Democracy was on the ballot in November. Democracy lost. It will keep losing so long as many of us seem fine or disinterested with what’s happening. Because it’s not happening to us. Because they are “criminals” and “gang members.”
That’s what the Trump administration wants us to believe about the men, women and children they’ve been targeting since January, even at elementary schools, and even including a 24-year-old asylum seeker who was following the law while living in Davidson. It’s happening to college students and immigrants with visas and green cards, affecting family members of the undocumented.
During the campaign, Trump pretended he’d only go after “illegals” and violent criminals, despite using disgusting rhetoric about fellow human beings, including his demonization of immigrants legally in the country, falsely claiming they were eating their neighbors’ pets.
Many Trump supporters I spoke to at the time said they believed Trump, because they’d never support someone who’d harm or harass the innocent. They weren’t telling the truth. For if they were, they’d be on the front lines telling Trump to stop, demanding he put an end to these evils.
They’d say that they, too, see through the administration’s empty rhetoric about criminals.

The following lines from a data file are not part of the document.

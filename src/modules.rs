//! Per-run module store
//!
//! The interpreter loads modules synchronously, so every module a guest can
//! import is downloaded up front by the host and kept here, keyed by URL.

use crate::http::FetchRequest;
use crate::net::fetch_with_timeout;
use crate::resolve::{Cdn, Locator, resolve_specifier, scan_imports};
use crate::{QuotaPolicy, Result, SandboxError, Transport};
use std::cell::RefCell;
use std::collections::{HashMap, VecDeque};
use std::rc::Rc;
use url::Url;

/// Shared between the session (writer) and the interpreter loader (reader)
pub type SharedModules = Rc<RefCell<ModuleStore>>;

#[derive(Debug, Clone)]
pub struct ModuleStore {
    cdn: Cdn,
    sources: HashMap<String, String>,
    /// `spec` -> entry URL
    aliases: HashMap<String, String>,
    /// module name -> why it could not be made available
    failures: HashMap<String, String>,
    total_bytes: u64,
}

impl ModuleStore {
    pub fn new(cdn: Cdn) -> Self {
        Self {
            cdn,
            sources: HashMap::new(),
            aliases: HashMap::new(),
            failures: HashMap::new(),
            total_bytes: 0,
        }
    }

    pub fn shared(cdn: Cdn) -> SharedModules {
        Rc::new(RefCell::new(Self::new(cdn)))
    }

    pub fn cdn(&self) -> &Cdn {
        &self.cdn
    }

    pub fn contains(&self, url: &str) -> bool {
        self.sources.contains_key(url)
    }

    pub fn source(&self, url: &str) -> Option<&str> {
        self.sources.get(url).map(String::as_str)
    }

    pub fn alias(&self, spec: &str) -> Option<&str> {
        self.aliases.get(spec).map(String::as_str)
    }

    pub fn set_alias(&mut self, spec: impl Into<String>, entry_url: impl Into<String>) {
        self.aliases.insert(spec.into(), entry_url.into());
    }

    pub fn set_failure(&mut self, name: impl Into<String>, message: impl Into<String>) {
        self.failures.insert(name.into(), message.into());
    }

    pub fn total_bytes(&self) -> u64 {
        self.total_bytes
    }

    pub fn len(&self) -> usize {
        self.sources.len()
    }

    pub fn is_empty(&self) -> bool {
        self.sources.is_empty()
    }

    /// Add a module, charging its size against the per-run prefetch budget
    pub fn insert(&mut self, url: impl Into<String>, source: String, policy: &QuotaPolicy) -> Result<()> {
        let url = url.into();
        if self.sources.contains_key(&url) {
            return Ok(());
        }

        let size = source.len() as u64;
        if size > policy.pkg_max_module_bytes {
            return Err(SandboxError::ModuleTooLarge {
                url,
                size,
                limit: policy.pkg_max_module_bytes,
            });
        }
        let total = self.total_bytes.saturating_add(size);
        if total > policy.pkg_max_total_install_bytes_per_run {
            return Err(SandboxError::ModuleTooLarge {
                url,
                size: total,
                limit: policy.pkg_max_total_install_bytes_per_run,
            });
        }

        self.total_bytes = total;
        self.sources.insert(url, source);
        Ok(())
    }

    /// Module name the interpreter should register for an import
    ///
    /// Packages map to their entry URL once installed, so relative imports
    /// inside the entry resolve against a real URL.
    pub fn module_name(&self, base: Option<&str>, specifier: &str) -> std::result::Result<String, crate::resolve::ResolveError> {
        match resolve_specifier(&self.cdn, base, specifier)? {
            Locator::Package(spec) => Ok(self
                .alias(&spec)
                .map(str::to_string)
                .unwrap_or_else(|| Locator::Package(spec).module_name())),
            locator @ Locator::Url(_) => Ok(locator.module_name()),
        }
    }

    /// Source for a resolved module name
    pub fn load(&self, name: &str) -> Result<&str> {
        if let Some(source) = self.source(name) {
            return Ok(source);
        }
        if let Some(message) = self.failures.get(name) {
            return Err(SandboxError::ModuleNotFound(format!("{name} ({message})")));
        }
        match name.strip_prefix(crate::resolve::NPM_PREFIX) {
            Some(spec) => Err(SandboxError::ModuleNotFound(format!(
                "{name} (call pkg.install({spec:?}) first)"
            ))),
            None => Err(SandboxError::ModuleNotFound(name.to_string())),
        }
    }
}

/// Download `entry` and everything it statically imports into the store
///
/// `entry_source` skips the first download when the caller already has it.
/// Imports that do not resolve to a CDN URL are left for the loader to
/// reject at import time.
pub async fn prefetch_graph(
    modules: &SharedModules,
    transport: &dyn Transport,
    policy: &QuotaPolicy,
    entry: &Url,
    entry_source: Option<String>,
) -> Result<usize> {
    let cdn = modules.borrow().cdn().clone();
    let mut queue: VecDeque<(Url, Option<String>)> = VecDeque::from([(entry.clone(), entry_source)]);
    let mut added = 0;

    while let Some((url, known)) = queue.pop_front() {
        let key = url.to_string();
        if modules.borrow().contains(&key) {
            continue;
        }

        let source = match known {
            Some(source) => source,
            None => download(transport, policy, &url).await?,
        };

        for specifier in scan_imports(&source) {
            if let Ok(Locator::Url(next)) = resolve_specifier(&cdn, Some(&key), &specifier) {
                if !modules.borrow().contains(next.as_str()) {
                    queue.push_back((next, None));
                }
            }
        }

        modules.borrow_mut().insert(key, source, policy)?;
        added += 1;
    }

    tracing::debug!(entry = %entry, added, "module graph prefetched");
    Ok(added)
}

async fn download(transport: &dyn Transport, policy: &QuotaPolicy, url: &Url) -> Result<String> {
    let max_redirects = u32::try_from(policy.net_max_redirects).unwrap_or(u32::MAX);
    let request = FetchRequest::get(url.as_str(), policy.pkg_max_module_bytes, max_redirects);
    let response = fetch_with_timeout(transport, request, policy.pkg_install_timeout()).await?;
    if !response.is_success() {
        return Err(SandboxError::ModuleNotFound(format!(
            "{url} (HTTP {})",
            response.status
        )));
    }
    if response.body.len() as u64 > policy.pkg_max_module_bytes {
        return Err(SandboxError::ModuleTooLarge {
            url: url.to_string(),
            size: response.body.len() as u64,
            limit: policy.pkg_max_module_bytes,
        });
    }
    Ok(response.text())
}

Or they’d remember that they put in office a man convicted of 34 felonies in criminal court, and found liable in civil court for sexual abuse — or rape “under common modern parlance,” as a New York judge wrote — or that they elevated a man to the most powerful position on Earth despite his role in a violent insurrection. Trump has proclaimed innocent immigrants criminals, though “criminal” seems a label that fits him more snugly.
Until that happens, the United States will never really be great or good. Though we may have more wealth and riches than any other place on this planet, we are being revealed as morally and ethically bankrupt. No amount of money will be able to remove that stain — that shame.